“The Old Republic is a monster. I can’t wait to play more.” That pretty much sums up the 1880+ word preview experience from PCGamer.com.
These previews are the best things for those who have not been able to play the game for themselves yet. It gives us all a deeper look into SWTOR, what it is about, what others think about it and what we have to look forward to. Even when you think you’ve heard it all, along comes a new preview or review with info or perspective you didn’t know before.
This is a great review because it does more than just recap the things we already know (although it does a little bit of that, too). It also tells us what makes this game different or unique from others on the market. When you’re looking to invest in a game like SWTOR, especially one with a monthly subscription, these are the things you really want to know.
You will ask yourself “What’s in it for me?” and “Is it really worth it?”
This preview by PCGamer attempts to answer those questions plus more.
Some words on character selection:
I was surprised at the flexibility available in TOR’s character selection – there are far more examples of body types, haircuts, beards and random facial accruements than I’m used to in WoW, say. I was so surprised by just how fat your character can be, I’ve hereby vowed that every character in my menagerie will be artfully modelled on a lardier version of the Pillsbury Doughboy. Even the ladies.
Some words on combat:
Combat surprised me. When you’re levelling in WoW, you’re usually peeling off single baddies from groups, dealing with them one by one. You’re careful to watch for patrols, and if you get ambushed by more than one, you’ll probably have to quaff a health potion or blow a cooldown. Most monsters have one or two abilities that they spam. You’ll die if you take on more than two mobs. In The Old Republic, the default combat scenario is to face three or more linked enemies.

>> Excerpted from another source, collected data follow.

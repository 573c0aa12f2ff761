//! Run report classification and failure diagnostics
//!
//! The harness writes one aggregate run report plus a per-instance report
//! under its evaluation log tree. Classification partitions the batch into
//! resolved vs. failed and, for each failure, digs the still-failing test
//! names out of the instance report. Instance reports are best effort: an
//! absent or unreadable one degrades to a diagnostic line, never an error.

use serde::{Deserialize, Serialize};
use std::collections::{BTreeSet, HashMap};
use std::path::{Path, PathBuf};
use tracing::{debug, warn};

use crate::datapoint::{FAIL_TO_PASS, PASS_TO_PASS};
use crate::error::ValidationError;

/// File name of the per-instance report inside its log directory.
pub const LOG_REPORT: &str = "report.json";

/// Aggregate run report produced by the harness.
///
/// Every submitted instance lands in exactly one primary fate category;
/// the harness may additionally list an instance in several failure
/// categories at once.
#[derive(Debug, Clone, Default, Serialize, Deserialize)]
pub struct RunReport {
    #[serde(default)]
    pub resolved_ids: Vec<String>,
    #[serde(default)]
    pub unresolved_ids: Vec<String>,
    #[serde(default)]
    pub error_ids: Vec<String>,
    #[serde(default)]
    pub incomplete_ids: Vec<String>,
    #[serde(default)]
    pub empty_patch_ids: Vec<String>,
    #[serde(default)]
    pub completed_ids: Vec<String>,
}

impl RunReport {
    /// Load a run report from disk.
    pub fn load(path: &Path) -> Result<Self, ValidationError> {
        let content =
            std::fs::read_to_string(path).map_err(|e| ValidationError::io(path, e))?;
        serde_json::from_str(&content).map_err(|e| ValidationError::MalformedInput {
            path: path.to_path_buf(),
            reason: e.to_string(),
        })
    }

    /// Union of every failure category, deduplicated, in stable order.
    pub fn failures(&self) -> BTreeSet<String> {
        self.unresolved_ids
            .iter()
            .chain(&self.error_ids)
            .chain(&self.incomplete_ids)
            .chain(&self.empty_patch_ids)
            .cloned()
            .collect()
    }
}

/// Pass/fail breakdown for one test category of one instance.
#[derive(Debug, Clone, Default, Serialize, Deserialize)]
pub struct CategoryStatus {
    #[serde(default)]
    pub failure: Vec<String>,
    #[serde(default)]
    pub success: Vec<String>,
}

/// Per-instance evaluation report.
///
/// The report file maps instance_id to this document; categories beyond
/// `FAIL_TO_PASS` / `PASS_TO_PASS` are carried but not interpreted.
#[derive(Debug, Clone, Default, Serialize, Deserialize)]
pub struct InstanceReport {
    #[serde(default)]
    pub tests_status: HashMap<String, CategoryStatus>,
}

/// Successful validation outcome handed back to the caller.
#[derive(Debug, Clone, Serialize, Deserialize)]
pub struct ValidationSummary {
    pub run_id: String,
    pub report_path: PathBuf,
    pub resolved_ids: Vec<String>,
    pub completed_ids: Vec<String>,
}

/// Partition a run report into a success summary or a `ValidationFailed`
/// enumerating every failing instance.
pub fn classify_run(
    report: &RunReport,
    report_path: &Path,
    run_id: &str,
    model: &str,
    log_dir: &Path,
) -> Result<ValidationSummary, ValidationError> {
    let failures = report.failures();
    if failures.is_empty() {
        return Ok(ValidationSummary {
            run_id: run_id.to_string(),
            report_path: report_path.to_path_buf(),
            resolved_ids: report.resolved_ids.clone(),
            completed_ids: report.completed_ids.clone(),
        });
    }

    debug!(failing = failures.len(), "collecting per-instance diagnostics");
    let details = format_failure_details(&failures, log_dir, run_id, model);
    Err(ValidationError::ValidationFailed {
        details: details.join("\n"),
    })
}

/// Render one diagnostic line per failing instance.
pub fn format_failure_details(
    failures: &BTreeSet<String>,
    log_dir: &Path,
    run_id: &str,
    model: &str,
) -> Vec<String> {
    let mut messages = Vec::with_capacity(failures.len());
    for instance_id in failures {
        let Some(report) = read_instance_report(log_dir, run_id, model, instance_id) else {
            messages.push(format!("{instance_id}: no report produced"));
            continue;
        };

        let mut details = Vec::new();
        if let Some(status) = report.tests_status.get(FAIL_TO_PASS) {
            if !status.failure.is_empty() {
                details.push(format!("{FAIL_TO_PASS} failed: {}", status.failure.join(", ")));
            }
        }
        if let Some(status) = report.tests_status.get(PASS_TO_PASS) {
            if !status.failure.is_empty() {
                details.push(format!("{PASS_TO_PASS} failed: {}", status.failure.join(", ")));
            }
        }
        if details.is_empty() {
            details.push("see run logs for details".to_string());
        }
        messages.push(format!("{instance_id}: {}", details.join("; ")));
    }
    messages
}

/// Where the harness writes one instance's evaluation log for one run.
fn instance_report_path(log_dir: &Path, run_id: &str, model: &str, instance_id: &str) -> PathBuf {
    log_dir
        .join(run_id)
        .join(model.replace('/', "__"))
        .join(instance_id)
        .join(LOG_REPORT)
}

/// Best-effort read of one instance's report.
fn read_instance_report(
    log_dir: &Path,
    run_id: &str,
    model: &str,
    instance_id: &str,
) -> Option<InstanceReport> {
    let path = instance_report_path(log_dir, run_id, model, instance_id);
    let content = std::fs::read_to_string(&path).ok()?;
    let mut reports: HashMap<String, InstanceReport> = match serde_json::from_str(&content) {
        Ok(reports) => reports,
        Err(e) => {
            warn!(path = %path.display(), error = %e, "unreadable instance report");
            return None;
        }
    };
    reports.remove(instance_id)
}
//! Ledger Gateway Library
//!
//! Request/response façade over a ledger network client plus a real-time
//! relay that fans block-commit events out to WebSocket subscribers.

pub mod config;
pub mod dispatch;
pub mod http;
pub mod ledger;
pub mod lifecycle;
pub mod net;
pub mod observability;
pub mod relay;
pub mod resilience;

pub use config::schema::GatewayConfig;
pub use http::GatewayServer;
pub use lifecycle::Shutdown;
pub use relay::RelayServer;
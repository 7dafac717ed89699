//! Request correlation.
//!
//! Every request gets an `x-request-id` (generated when the caller sent
//! none). The id is echoed on the response and recorded on the request's
//! tracing span.

use axum::body::Body;
use axum::http::{HeaderName, Request};
use tracing::Span;

pub const X_REQUEST_ID: &str = "x-request-id";

pub fn request_id_header() -> HeaderName {
    HeaderName::from_static(X_REQUEST_ID)
}

/// Read the correlation id from request headers.
pub fn request_id<B>(request: &Request<B>) -> &str {
    request
        .headers()
        .get(X_REQUEST_ID)
        .and_then(|v| v.to_str().ok())
        .unwrap_or("unknown")
}

/// Span for one API request, tagged with its correlation id.
pub fn make_span(request: &Request<Body>) -> Span {
    tracing::info_span!(
        "request",
        method = %request.method(),
        uri = %request.uri(),
        request_id = %request_id(request),
    )
}
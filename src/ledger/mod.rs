//! Ledger integration subsystem.
//!
//! # Data Flow
//! ```text
//! API request
//!     → manager.rs (lazy init-once handle, shared by all requests)
//!     → client.rs (LedgerClient capability)
//!     → remote.rs (REST bridge + event hub WebSocket)
//!
//! Relay
//!     → client.rs register_for_block_event (stream of PeerEvent)
//! ```
//!
//! # Design Decisions
//! - The gateway never signs, endorses or orders; it only calls the capability
//! - Clients are built by a factory so tests can script the ledger
//! - No timeouts on ledger calls: a hung call hangs its request

pub mod client;
pub mod manager;
pub mod remote;
pub mod types;

pub use client::{BlockEventStream, ClientPaths, LedgerClient, LedgerClientFactory};
pub use manager::ClientManagerHandle;
pub use remote::{RemoteLedgerClient, RemoteLedgerFactory};
pub use types::{BlockEvent, ChainCodeResult, LedgerError, LedgerResult, PeerEvent, TransactionRequest};
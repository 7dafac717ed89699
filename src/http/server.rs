//! HTTP server setup.
//!
//! # Responsibilities
//! - Create the Axum router for the ledger API
//! - Wire up middleware (request id, tracing, panic capture)
//!
//! Requests carry no deadline: a slow ledger call still ends in the JSON
//! reply envelope, and an in-flight client initialization is never dropped.
//! - Serve plain TCP or TLS with graceful shutdown

use axum::{
    routing::{get, post, put},
    Router,
};
use std::net::SocketAddr;
use std::path::Path;
use std::sync::Arc;
use std::time::Duration;
use tokio::net::TcpListener;
use tokio::sync::broadcast;
use tower_http::{
    catch_panic::CatchPanicLayer,
    request_id::{MakeRequestUuid, PropagateRequestIdLayer, SetRequestIdLayer},
    trace::TraceLayer,
};

use crate::config::GatewayConfig;
use crate::dispatch::RequestDispatcher;
use crate::http::{api, request};
use crate::ledger::ClientManagerHandle;
use crate::lifecycle::shutdown;
use crate::net::load_tls_config;

/// Application state injected into handlers.
#[derive(Clone, Debug)]
pub struct AppState {
    pub dispatcher: RequestDispatcher,
}

/// HTTP API server.
pub struct GatewayServer {
    router: Router,
    config: GatewayConfig,
}

impl GatewayServer {
    pub fn new(config: GatewayConfig, manager: Arc<ClientManagerHandle>) -> Self {
        let state = AppState {
            dispatcher: RequestDispatcher::new(manager),
        };
        let router = Self::build_router(state);
        Self { router, config }
    }

    /// Build the Axum router with all middleware layers.
    fn build_router(state: AppState) -> Router {
        Router::new()
            .route("/invoke", post(api::invoke))
            .route("/query", post(api::query))
            .route("/init", put(api::init))
            .route("/channels", get(api::channels))
            .route("/chaincodes/installed", get(api::installed_chaincodes))
            .route("/chaincodes/instantiated", get(api::instantiated_chaincodes))
            .route("/block", get(api::block))
            .route("/trxn", get(api::transaction))
            .route("/health", get(api::health))
            .with_state(state)
            .layer(CatchPanicLayer::custom(api::panic_reply))
            .layer(PropagateRequestIdLayer::new(request::request_id_header()))
            .layer(TraceLayer::new_for_http().make_span_with(request::make_span))
            .layer(SetRequestIdLayer::new(request::request_id_header(), MakeRequestUuid))
    }

    /// Router with all layers applied.
    pub fn router(&self) -> Router {
        self.router.clone()
    }

    pub fn config(&self) -> &GatewayConfig {
        &self.config
    }

    /// Serve plain HTTP on `listener` until shutdown is signalled.
    pub async fn run(self, listener: TcpListener, shutdown_rx: broadcast::Receiver<()>) -> std::io::Result<()> {
        let addr = listener.local_addr()?;
        tracing::info!(address = %addr, "HTTP server starting");

        axum::serve(listener, self.router)
            .with_graceful_shutdown(shutdown::wait(shutdown_rx))
            .await?;

        tracing::info!("HTTP server stopped");
        Ok(())
    }

    /// Serve HTTPS using the configured certificate pair.
    pub async fn run_tls(self, addr: SocketAddr, shutdown_rx: broadcast::Receiver<()>) -> std::io::Result<()> {
        let Some(tls) = self.config.listener.tls.clone() else {
            return Err(std::io::Error::new(
                std::io::ErrorKind::InvalidInput,
                "TLS listener requested without certificate configuration",
            ));
        };
        let rustls = load_tls_config(Path::new(&tls.cert_path), Path::new(&tls.key_path)).await?;

        let handle = axum_server::Handle::new();
        let shutdown_handle = handle.clone();
        tokio::spawn(async move {
            shutdown::wait(shutdown_rx).await;
            shutdown_handle.graceful_shutdown(Some(Duration::from_secs(10)));
        });

        tracing::info!(address = %addr, "HTTPS server starting");
        axum_server::bind_rustls(addr, rustls)
            .handle(handle)
            .serve(self.router.into_make_service())
            .await?;

        tracing::info!("HTTPS server stopped");
        Ok(())
    }
}

#[cfg(test)]
mod tests {
    use super::*;
    use crate::ledger::{ClientPaths, LedgerClient, LedgerError, LedgerResult};
    use axum::body::{to_bytes, Body};
    use axum::http::{Method, Request, StatusCode};
    use serde_json::{json, Value};
    use tower::ServiceExt;

    /// Server whose ledger client can never be built.
    fn offline_server() -> GatewayServer {
        let factory = |_: &ClientPaths| -> LedgerResult<Arc<dyn LedgerClient>> {
            Err(LedgerError::Configuration("network config missing".into()))
        };
        let paths = ClientPaths {
            network_config: "network-config.json".into(),
            credential_store: "/tmp/credstore".into(),
            user_credentials: "user-cred-config.json".into(),
        };
        let manager = Arc::new(ClientManagerHandle::new(Arc::new(factory), paths));
        GatewayServer::new(GatewayConfig::default(), manager)
    }

    async fn call(router: Router, method: Method, uri: &str, body: Body) -> (StatusCode, Value) {
        let request = Request::builder()
            .method(method)
            .uri(uri)
            .header("content-type", "application/json")
            .body(body)
            .unwrap();
        let response = router.oneshot(request).await.unwrap();
        let status = response.status();
        let bytes = to_bytes(response.into_body(), usize::MAX).await.unwrap();
        (status, serde_json::from_slice(&bytes).unwrap())
    }

    #[tokio::test]
    async fn test_unconfigured_ledger_is_a_configuration_error() {
        let router = offline_server().router();

        let (status, body) = call(router.clone(), Method::PUT, "/init", Body::empty()).await;
        assert_eq!(status, StatusCode::BAD_REQUEST);
        assert_eq!(body["message"], json!("Ledger client initialization failure"));

        let (status, body) = call(router, Method::GET, "/channels?org=org1&userId=u1", Body::empty()).await;
        assert_eq!(status, StatusCode::BAD_REQUEST);
        assert_eq!(body, json!({"status": "Error", "message": "Configuration error"}));
    }

    #[tokio::test]
    async fn test_unreadable_body_is_an_input_error() {
        let router = offline_server().router();
        let (status, body) = call(router, Method::POST, "/invoke", Body::from("[1, 2")).await;
        assert_eq!(status, StatusCode::BAD_REQUEST);
        assert_eq!(body, json!({"status": "Input Error", "message": "Invalid inputs provided"}));
    }

    #[tokio::test]
    async fn test_health_does_not_touch_ledger() {
        let server = offline_server();
        let (status, body) = call(server.router(), Method::GET, "/health", Body::empty()).await;
        assert_eq!(status, StatusCode::OK);
        assert_eq!(body["ledgerInitialized"], json!(false));
        assert_eq!(body["initAttempts"], json!(0));
    }
}
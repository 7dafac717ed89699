//! Configuration loading from disk.

use std::fs;
use std::path::Path;
use thiserror::Error;

use crate::config::schema::GatewayConfig;
use crate::config::validation::{validate_config, ValidationError};

/// Error type for configuration loading.
#[derive(Debug, Error)]
pub enum ConfigError {
    #[error("IO error: {0}")]
    Io(#[from] std::io::Error),

    #[error("Parse error: {0}")]
    Parse(#[from] toml::de::Error),

    #[error("Validation failed: {}", join_errors(.0))]
    Validation(Vec<ValidationError>),
}

fn join_errors(errors: &[ValidationError]) -> String {
    errors
        .iter()
        .map(ToString::to_string)
        .collect::<Vec<_>>()
        .join(", ")
}

/// Load and validate configuration from a TOML file.
pub fn load_config(path: &Path) -> Result<GatewayConfig, ConfigError> {
    let content = fs::read_to_string(path)?;
    parse_config(&content)
}

/// Parse and validate configuration from TOML text.
pub fn parse_config(content: &str) -> Result<GatewayConfig, ConfigError> {
    let config: GatewayConfig = toml::from_str(content)?;
    validate_config(&config).map_err(ConfigError::Validation)?;
    Ok(config)
}

#[cfg(test)]
mod tests {
    use super::*;

    #[test]
    fn test_parse_valid() {
        let config = parse_config(
            r#"
            [listener]
            bind_address = "127.0.0.1:18080"

            [ledger]
            gateway_url = "http://peer0.example.com:7050"
            "#,
        )
        .unwrap();
        assert_eq!(config.listener.bind_address, "127.0.0.1:18080");
        assert_eq!(config.ledger.gateway_url, "http://peer0.example.com:7050");
    }

    #[test]
    fn test_parse_error() {
        let err = parse_config("[listener\nbind_address = 1").unwrap_err();
        assert!(matches!(err, ConfigError::Parse(_)));
    }

    #[test]
    fn test_validation_errors_are_joined() {
        let err = parse_config(
            r#"
            [listener]
            bind_address = "nowhere"

            [relay]
            outbound_queue_capacity = 0
            "#,
        )
        .unwrap_err();
        let message = err.to_string();
        assert!(message.starts_with("Validation failed: "));
        assert!(message.contains("listener.bind_address"));
        assert!(message.contains("relay.outbound_queue_capacity"));
    }

    #[test]
    fn test_missing_file() {
        let err = load_config(Path::new("/definitely/not/here.toml")).unwrap_err();
        assert!(matches!(err, ConfigError::Io(_)));
    }
}
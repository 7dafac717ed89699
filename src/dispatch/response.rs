//! Uniform service response envelope.

use axum::{
    http::StatusCode,
    response::{IntoResponse, Response},
    Json,
};
use serde::{Deserialize, Serialize};
use serde_json::Value;

/// Outcome classification carried in every response body.
#[derive(Debug, Clone, Copy, PartialEq, Eq, Serialize, Deserialize)]
pub enum ServiceStatus {
    Success,
    Error,
    #[serde(rename = "Input Error")]
    InputError,
}

/// Body returned by every API endpoint.
#[derive(Debug, Clone, PartialEq, Serialize, Deserialize)]
pub struct ServiceResponse {
    pub status: ServiceStatus,
    pub message: String,
    #[serde(default, skip_serializing_if = "Option::is_none")]
    pub result: Option<Value>,
}

/// A response body paired with the HTTP status it is written with.
///
/// Constructors keep the two consistent: success → 200, input and
/// business errors → 400, unexpected faults → 501.
#[derive(Debug, Clone, PartialEq)]
pub struct ServiceReply {
    pub http_status: StatusCode,
    pub body: ServiceResponse,
}

impl ServiceReply {
    pub fn success(message: impl Into<String>, result: Value) -> Self {
        Self::build(StatusCode::OK, ServiceStatus::Success, message, Some(result))
    }

    pub fn input_error(message: impl Into<String>) -> Self {
        Self::build(StatusCode::BAD_REQUEST, ServiceStatus::InputError, message, None)
    }

    pub fn error(message: impl Into<String>, result: Option<Value>) -> Self {
        Self::build(StatusCode::BAD_REQUEST, ServiceStatus::Error, message, result)
    }

    pub fn fault(message: impl Into<String>) -> Self {
        Self::build(StatusCode::NOT_IMPLEMENTED, ServiceStatus::Error, message, None)
    }

    fn build(
        http_status: StatusCode,
        status: ServiceStatus,
        message: impl Into<String>,
        result: Option<Value>,
    ) -> Self {
        Self {
            http_status,
            body: ServiceResponse {
                status,
                message: message.into(),
                result,
            },
        }
    }

    pub fn status(&self) -> ServiceStatus {
        self.body.status
    }
}

impl IntoResponse for ServiceReply {
    fn into_response(self) -> Response {
        (self.http_status, Json(self.body)).into_response()
    }
}
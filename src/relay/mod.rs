//! Block-event relay.
//!
//! ```text
//! ledger events_url ──► subscription.rs (init, register, reconnect)
//!                           │ PeerEvent::Block
//!                           ▼
//!                       registry.rs (fan-out, drop-new on full queues,
//!                                    missed-probe liveness)
//!                           │ MessageResponse frames
//!                           ▼
//!                       server.rs (WebSocket sessions, heartbeat sweep)
//! ```

pub mod envelope;
pub mod registry;
pub mod server;
pub mod subscription;

pub use envelope::{handle_command, MessageResponse};
pub use registry::{BroadcastReport, Outbound, Subscriber, SubscriberRegistry, SweepReport};
pub use server::{RelayError, RelayServer};
pub use subscription::{EventSubscription, SubscriptionError, SubscriptionState};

Dialogue and conversation:
I wondered how dialogue and conversation would work in practice: BioWare’s solution is pretty smart. If you’re about to have a story moment, you’ll pass through a glowing green forcefield – creating a separate instance of the game for you and your party. In there, you might fight a baddie, or talk to an NPC, but you’ll do it isolated from other players. All quests are introduced by dialogue and a cutscene, and when you’re talking to a quest-giver, the rest of the world will see a little speech bubble over your head.